At Thursday's hearing, Rep. Mel Watt, D-N.C., revealed that Sampson had told committee investigators that McKay may have been listed for firing in March 2005 because he had conflicts with superiors over the handling of the Wales investigation. Watt asked witness James Comey, deputy attorney general from October 2003 to August 2005, if he had heard that explanation. Comey testified that he knew nothing about it.
"I don't remember discussing that tragedy with anyone other than Mr. McKay," Comey told Watt, "and it was simply briefly to talk to him about how awful it was. ... He cared very passionately about finding the person who killed his AUSA [assistant U.S. attorney]." Comey testified he had one informal conversation with Sampson on Feb. 28, 2005, about weak U.S. attorneys, but McKay was not among them.
Charlie Mandigo, the special agent in charge of the Seattle office of the FBI at the time, said there was tension between McKay's office and the Department of Justice over the resources devoted to solving the slaying of Wales, who was gunned down one month after the Sept. 11, 2001, terrorist attacks.
"We both felt it was not getting the support out of Washington, D.C.," Mandigo said. "We both recognized that, but for 9/11, the FBI and the DOJ would have been all over this.
"John was fairly aggressive when it came to Wales. We all were," Mandigo said.
McKay admitted he "pushed hard" for superiors to devote more time and resources to the hunt for Wales' killer. The Justice Department assigned the case to a special prosecutor, Joshua Nesbitt, from Washington, D.C. But Nesbitt had no experience investigating or prosecuting homicides and had never managed a major case.
"He was right out of the weeds," Mandigo said.
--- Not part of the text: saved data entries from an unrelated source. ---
//! User entity and related types

use chrono::{DateTime, Utc};
use serde::{Deserialize, Serialize};
use uuid::Uuid;

use super::validation::UserValidationError;
use crate::domain::doctor::DoctorProfile;
use crate::domain::role::{Role, RoleId, RoleName};

/// User identifier (UUID v4)
#[derive(Debug, Clone, PartialEq, Eq, Hash, Serialize, Deserialize)]
#[serde(transparent)]
pub struct UserId(Uuid);

impl UserId {
    /// Generate a fresh random identifier
    pub fn generate() -> Self {
        Self(Uuid::new_v4())
    }

    /// Parse an identifier from its string form
    pub fn parse(id: &str) -> Result<Self, UserValidationError> {
        Uuid::parse_str(id.trim())
            .map(Self)
            .map_err(|_| UserValidationError::InvalidId(id.to_string()))
    }

    pub fn as_uuid(&self) -> &Uuid {
        &self.0
    }
}

impl From<Uuid> for UserId {
    fn from(id: Uuid) -> Self {
        Self(id)
    }
}

impl std::fmt::Display for UserId {
    fn fmt(&self, f: &mut std::fmt::Formatter<'_>) -> std::fmt::Result {
        write!(f, "{}", self.0)
    }
}

/// Role assignment of a user
///
/// Only the `Doctor` variant carries a profile, so a user has a doctor
/// profile exactly when its role is DOCTOR.
#[derive(Debug, Clone, PartialEq, Eq, Serialize)]
#[serde(tag = "name", rename_all = "UPPERCASE")]
pub enum StaffRole {
    Admin,
    Doctor(DoctorProfile),
    Receptionist,
    Optician,
    Pharmacist,
}

impl StaffRole {
    /// Pair a role name with its optional profile, rejecting mismatches
    pub fn assign(
        name: RoleName,
        profile: Option<DoctorProfile>,
    ) -> Result<Self, UserValidationError> {
        match (name, profile) {
            (RoleName::Doctor, Some(profile)) => Ok(Self::Doctor(profile)),
            (RoleName::Doctor, None) => Err(UserValidationError::MissingDoctorDetails),
            (other, Some(_)) => Err(UserValidationError::UnexpectedDoctorProfile(other)),
            (RoleName::Admin, None) => Ok(Self::Admin),
            (RoleName::Receptionist, None) => Ok(Self::Receptionist),
            (RoleName::Optician, None) => Ok(Self::Optician),
            (RoleName::Pharmacist, None) => Ok(Self::Pharmacist),
        }
    }

    pub fn name(&self) -> RoleName {
        match self {
            Self::Admin => RoleName::Admin,
            Self::Doctor(_) => RoleName::Doctor,
            Self::Receptionist => RoleName::Receptionist,
            Self::Optician => RoleName::Optician,
            Self::Pharmacist => RoleName::Pharmacist,
        }
    }

    pub fn doctor_profile(&self) -> Option<&DoctorProfile> {
        match self {
            Self::Doctor(profile) => Some(profile),
            _ => None,
        }
    }
}

/// Flat persisted form of a user row
///
/// `role_name` is filled from the role join when reading and ignored on write.
#[derive(Clone)]
pub struct UserRecord {
    pub id: UserId,
    pub full_name: String,
    pub username: String,
    pub email: String,
    pub password_hash: String,
    pub role_id: RoleId,
    pub role_name: RoleName,
    pub created_at: DateTime<Utc>,
    pub updated_at: DateTime<Utc>,
}

impl std::fmt::Debug for UserRecord {
    fn fmt(&self, f: &mut std::fmt::Formatter<'_>) -> std::fmt::Result {
        f.debug_struct("UserRecord")
            .field("id", &self.id)
            .field("username", &self.username)
            .field("role_name", &self.role_name)
            .finish_non_exhaustive()
    }
}

/// Staff account
#[derive(Clone, Serialize)]
pub struct User {
    id: UserId,
    full_name: String,
    username: String,
    email: String,
    /// Argon2 password hash - never exposed in serialization
    #[serde(skip_serializing)]
    password_hash: String,
    role_id: RoleId,
    role: StaffRole,
    created_at: DateTime<Utc>,
    updated_at: DateTime<Utc>,
}

impl User {
    /// Create a new user with the given role assignment
    pub fn new(
        id: UserId,
        full_name: impl Into<String>,
        username: impl Into<String>,
        email: impl Into<String>,
        password_hash: impl Into<String>,
        role: &Role,
        doctor: Option<DoctorProfile>,
    ) -> Result<Self, UserValidationError> {
        let now = Utc::now();

        Ok(Self {
            id,
            full_name: full_name.into(),
            username: username.into(),
            email: email.into(),
            password_hash: password_hash.into(),
            role_id: role.id(),
            role: StaffRole::assign(role.name(), doctor)?,
            created_at: now,
            updated_at: now,
        })
    }

    /// Rebuild a user from its stored row and optional doctor profile
    pub fn from_record(
        record: UserRecord,
        doctor: Option<DoctorProfile>,
    ) -> Result<Self, UserValidationError> {
        Ok(Self {
            role: StaffRole::assign(record.role_name, doctor)?,
            id: record.id,
            full_name: record.full_name,
            username: record.username,
            email: record.email,
            password_hash: record.password_hash,
            role_id: record.role_id,
            created_at: record.created_at,
            updated_at: record.updated_at,
        })
    }

    pub fn to_record(&self) -> UserRecord {
        UserRecord {
            id: self.id.clone(),
            full_name: self.full_name.clone(),
            username: self.username.clone(),
            email: self.email.clone(),
            password_hash: self.password_hash.clone(),
            role_id: self.role_id,
            role_name: self.role.name(),
            created_at: self.created_at,
            updated_at: self.updated_at,
        }
    }

    // Getters

    pub fn id(&self) -> &UserId {
        &self.id
    }

    pub fn full_name(&self) -> &str {
        &self.full_name
    }

    pub fn username(&self) -> &str {
        &self.username
    }

    pub fn email(&self) -> &str {
        &self.email
    }

    pub fn password_hash(&self) -> &str {
        &self.password_hash
    }

    pub fn role_id(&self) -> RoleId {
        self.role_id
    }

    pub fn role_name(&self) -> RoleName {
        self.role.name()
    }

    pub fn doctor_profile(&self) -> Option<&DoctorProfile> {
        self.role.doctor_profile()
    }

    pub fn is_admin(&self) -> bool {
        matches!(self.role, StaffRole::Admin)
    }

    pub fn created_at(&self) -> DateTime<Utc> {
        self.created_at
    }

    pub fn updated_at(&self) -> DateTime<Utc> {
        self.updated_at
    }

    // Mutators

    pub fn set_full_name(&mut self, full_name: impl Into<String>) {
        self.full_name = full_name.into();
        self.touch();
    }

    pub fn set_username(&mut self, username: impl Into<String>) {
        self.username = username.into();
        self.touch();
    }

    pub fn set_email(&mut self, email: impl Into<String>) {
        self.email = email.into();
        self.touch();
    }

    pub fn set_password_hash(&mut self, password_hash: impl Into<String>) {
        self.password_hash = password_hash.into();
        self.touch();
    }

    /// Move the user to another role; the profile must match the target role
    pub fn assign_role(
        &mut self,
        role: &Role,
        doctor: Option<DoctorProfile>,
    ) -> Result<(), UserValidationError> {
        self.role = StaffRole::assign(role.name(), doctor)?;
        self.role_id = role.id();
        self.touch();
        Ok(())
    }

    fn touch(&mut self) {
        self.updated_at = Utc::now();
    }
}

impl std::fmt::Debug for User {
    fn fmt(&self, f: &mut std::fmt::Formatter<'_>) -> std::fmt::Result {
        f.debug_struct("User")
            .field("id", &self.id)
            .field("full_name", &self.full_name)
            .field("username", &self.username)
            .field("email", &self.email)
            .field("password_hash", &"[redacted]")
            .field("role", &self.role)
            .finish()
    }
}

#[cfg(test)]
mod tests {
    use super::*;

    fn role(id: i32, name: RoleName) -> Role {
        Role::new(RoleId::new(id), name, name.description())
    }

    fn create_test_user(name: RoleName, doctor: Option<DoctorProfile>) -> Result<User, UserValidationError> {
        User::new(
            UserId::generate(),
            "Jane Roe",
            "jroe",
            "jroe@example.com",
            "hashed_password",
            &role(3, name),
            doctor,
        )
    }

    #[test]
    fn test_user_id_parse() {
        let id = UserId::generate();
        let parsed = UserId::parse(&id.to_string()).unwrap();
        assert_eq!(parsed, id);

        assert_eq!(
            UserId::parse("not-a-uuid"),
            Err(UserValidationError::InvalidId("not-a-uuid".to_string()))
        );
    }

    #[test]
    fn test_user_creation() {
        let user = create_test_user(RoleName::Receptionist, None).unwrap();

        assert_eq!(user.full_name(), "Jane Roe");
        assert_eq!(user.username(), "jroe");
        assert_eq!(user.email(), "jroe@example.com");
        assert_eq!(user.role_name(), RoleName::Receptionist);
        assert_eq!(user.role_id().value(), 3);
        assert!(user.doctor_profile().is_none());
        assert!(!user.is_admin());
    }

    #[test]
    fn test_doctor_requires_profile() {
        let result = create_test_user(RoleName::Doctor, None);
        assert_eq!(result.err(), Some(UserValidationError::MissingDoctorDetails));
    }

    #[test]
    fn test_non_doctor_rejects_profile() {
        let profile = DoctorProfile::new(UserId::generate(), "LIC-1", "Retina");
        let result = create_test_user(RoleName::Pharmacist, Some(profile));

        assert_eq!(
            result.err(),
            Some(UserValidationError::UnexpectedDoctorProfile(RoleName::Pharmacist))
        );
    }

    #[test]
    fn test_assign_role_moves_profile() {
        let id = UserId::generate();
        let profile = DoctorProfile::new(id.clone(), "LIC-1", "Retina");
        let mut user = User::new(
            id,
            "Dr. Who",
            "drwho",
            "who@example.com",
            "hash",
            &role(2, RoleName::Doctor),
            Some(profile),
        )
        .unwrap();

        assert_eq!(user.doctor_profile().unwrap().license_number(), "LIC-1");

        user.assign_role(&role(4, RoleName::Optician), None).unwrap();
        assert_eq!(user.role_name(), RoleName::Optician);
        assert_eq!(user.role_id().value(), 4);
        assert!(user.doctor_profile().is_none());
    }

    #[test]
    fn test_record_round_trip_preserves_timestamps() {
        let user = create_test_user(RoleName::Admin, None).unwrap();
        let record = user.to_record();

        let restored = User::from_record(record, None).unwrap();
        assert_eq!(restored.id(), user.id());
        assert_eq!(restored.created_at(), user.created_at());
        assert_eq!(restored.password_hash(), "hashed_password");
        assert!(restored.is_admin());
    }

    #[test]
    fn test_user_serialization_excludes_password() {
        let user = create_test_user(RoleName::Admin, None).unwrap();

        let json = serde_json::to_string(&user).unwrap();
        assert!(!json.contains("hashed_password"));
        assert!(!json.contains("password_hash"));
        assert!(json.contains("\"name\":\"ADMIN\""));
    }

    #[test]
    fn test_debug_redacts_password_hash() {
        let user = create_test_user(RoleName::Admin, None).unwrap();
        let debug = format!("{:?}", user);

        assert!(!debug.contains("hashed_password"));
        assert!(debug.contains("[redacted]"));
    }

    #[test]
    fn test_update_touches_timestamp() {
        let mut user = create_test_user(RoleName::Admin, None).unwrap();
        let original_updated = user.updated_at();

        // Small delay to ensure timestamp differs
        std::thread::sleep(std::time::Duration::from_millis(10));

        user.set_email("new@example.com");
        assert_eq!(user.email(), "new@example.com");
        assert!(user.updated_at() > original_updated);
    }
}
The Seattle U.S. Attorney's Office -- filled with Wales' friends and colleagues -- felt the case was being short-changed.
A more experienced prosecutor later replaced Nesbitt.
Many in the Seattle office also were offended when then-Attorney General John Ashcroft did not attend Wales' funeral or any of the anniversary memorials. Attorney General Gonzales was invited to attend the fifth-year anniversary of Wales' death last year, but instead sent Michael Battle -- the man who would fire McKay two months later.